• TASK TO CARRY OUT: Please restate the data word for word, in full.

[[ DATA FOR ANALYSIS open ]]

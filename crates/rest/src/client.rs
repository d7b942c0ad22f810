use std::time::Duration;

use anyhow::{Context, Result};
use serde::de::DeserializeOwned;
use tracing::{debug, warn};

use wpcache_core::Query;

pub const DEFAULT_API_BASE: &str = "https://public-api.wordpress.com/rest/v1.1";
const MAX_RETRIES: u32 = 5;

#[derive(Clone)]
pub struct RestClient {
    base: String,
    token: Option<String>,
    http: reqwest::Client,
}

impl RestClient {
    pub fn new(base: impl Into<String>, token: Option<String>) -> Result<Self> {
        let http = reqwest::Client::builder()
            .timeout(Duration::from_secs(120))
            .user_agent(concat!("wpcache/", env!("CARGO_PKG_VERSION")))
            .build()
            .context("failed to build HTTP client")?;
        let base = base.into().trim_end_matches('/').to_string();
        Ok(Self { base, token, http })
    }

    pub fn base(&self) -> &str {
        &self.base
    }

    /// Absolute URLs pass through; anything else is joined to the API base.
    pub fn url(&self, path: &str) -> String {
        if path.starts_with("https://") || path.starts_with("http://") {
            path.to_string()
        } else {
            format!("{}/{}", self.base, path.trim_start_matches('/'))
        }
    }

    /// GET `path` with `query` as URL parameters, retrying when rate limited.
    pub async fn get_json<T: DeserializeOwned>(&self, path: &str, query: &Query) -> Result<T> {
        let url = self.url(path);
        let params = query.to_params();

        let mut retries = 0;
        loop {
            let mut request = self.http.get(&url).query(&params);
            if let Some(token) = &self.token {
                request = request.bearer_auth(token);
            }
            let resp = request
                .send()
                .await
                .with_context(|| format!("GET {url} failed"))?;

            let status = resp.status();

            if status == reqwest::StatusCode::TOO_MANY_REQUESTS
                || status == reqwest::StatusCode::SERVICE_UNAVAILABLE
            {
                retries += 1;
                if retries > MAX_RETRIES {
                    anyhow::bail!("max retries exceeded for {url}");
                }
                let retry_after = resp
                    .headers()
                    .get("Retry-After")
                    .and_then(|v| v.to_str().ok())
                    .and_then(|v| v.parse::<u64>().ok())
                    .unwrap_or(2u64.pow(retries));
                warn!(url = %url, retry_after, retries, "rate limited, backing off");
                tokio::time::sleep(Duration::from_secs(retry_after)).await;
                continue;
            }

            if !status.is_success() {
                let body = resp.text().await.unwrap_or_default();
                anyhow::bail!("GET {url} returned {status}: {}", error_message(&body));
            }

            debug!(url = %url, "OK");
            return resp.json().await.context("failed to deserialize response");
        }
    }
}

/// The API reports failures as `{"error": "...", "message": "..."}`.
fn error_message(body: &str) -> String {
    #[derive(serde::Deserialize)]
    struct ApiError {
        error: String,
        message: Option<String>,
    }

    match serde_json::from_str::<ApiError>(body) {
        Ok(ApiError {
            error,
            message: Some(message),
        }) => format!("{error}: {message}"),
        Ok(ApiError { error, .. }) => error,
        Err(_) => body.to_string(),
    }
}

[[ DATA FOR ANALYSIS closed ]]

• EXERCISE RESPONSE:
filename crates/rest/src/client.rs
repository d7b942c0ad22f810
use std::time::Duration;

use anyhow::{Context, Result};
use serde::de::DeserializeOwned;
use tracing::{debug, warn};

use wpcache_core::Query;

pub const DEFAULT_API_BASE: &str = "https://public-api.wordpress.com/rest/v1.1";
const MAX_RETRIES: u32 = 5;

#[derive(Clone)]
pub struct RestClient {
    base: String,
    token: Option<String>,
    http: reqwest::Client,
}

impl RestClient {
    pub fn new(base: impl Into<String>, token: Option<String>) -> Result<Self> {
        let http = reqwest::Client::builder()
            .timeout(Duration::from_secs(120))
            .user_agent(concat!("wpcache/", env!("CARGO_PKG_VERSION")))
            .build()
            .context("failed to build HTTP client")?;
        let base = base.into().trim_end_matches('/').to_string();
        Ok(Self { base, token, http })
    }

    pub fn base(&self) -> &str {
        &self.base
    }

    /// Absolute URLs pass through; anything else is joined to the API base.
    pub fn url(&self, path: &str) -> String {
        if path.starts_with("https://") || path.starts_with("http://") {
            path.to_string()
        } else {
            format!("{}/{}", self.base, path.trim_start_matches('/'))
        }
    }

    /// GET `path` with `query` as URL parameters, retrying when rate limited.
    pub async fn get_json<T: DeserializeOwned>(&self, path: &str, query: &Query) -> Result<T> {
        let url = self.url(path);
        let params = query.to_params();

        let mut retries = 0;
        loop {
            let mut request = self.http.get(&url).query(&params);
            if let Some(token) = &self.token {
                request = request.bearer_auth(token);
            }
            let resp = request
                .send()
                .await
                .with_context(|| format!("GET {url} failed"))?;

            let status = resp.status();

            if status == reqwest::StatusCode::TOO_MANY_REQUESTS
                || status == reqwest::StatusCode::SERVICE_UNAVAILABLE
            {
                retries += 1;
                if retries > MAX_RETRIES {
                    anyhow::bail!("max retries exceeded for {url}");
                }
                let retry_after = resp
                    .headers()
                    .get("Retry-After")
                    .and_then(|v| v.to_str().ok())
                    .and_then(|v| v.parse::<u64>().ok())
                    .unwrap_or(2u64.pow(retries));
                warn!(url = %url, retry_after, retries, "rate limited, backing off");
                tokio::time::sleep(Duration::from_secs(retry_after)).await;
                continue;
            }

            if !status.is_success() {
                let body = resp.text().await.unwrap_or_default();
                anyhow::bail!("GET {url} returned {status}: {}", error_message(&body));
            }

            debug!(url = %url, "OK");
            return resp.json().await.context("failed to deserialize response");
        }
    }
}

/// The API reports failures as `{"error": "...", "message": "..."}`.
fn error_message(body: &str) -> String {
    #[derive(serde::Deserialize)]
    struct ApiError {
        error: String,
        message: Option<String>,
    }

    match serde_json::from_str::<ApiError>(body) {
        Ok(ApiError {
            error,
            message: Some(message),
        }) => format!("{error}: {message}"),
        Ok(ApiError { error, .. }) => error,
        Err(_) => body.to_string(),
    }
}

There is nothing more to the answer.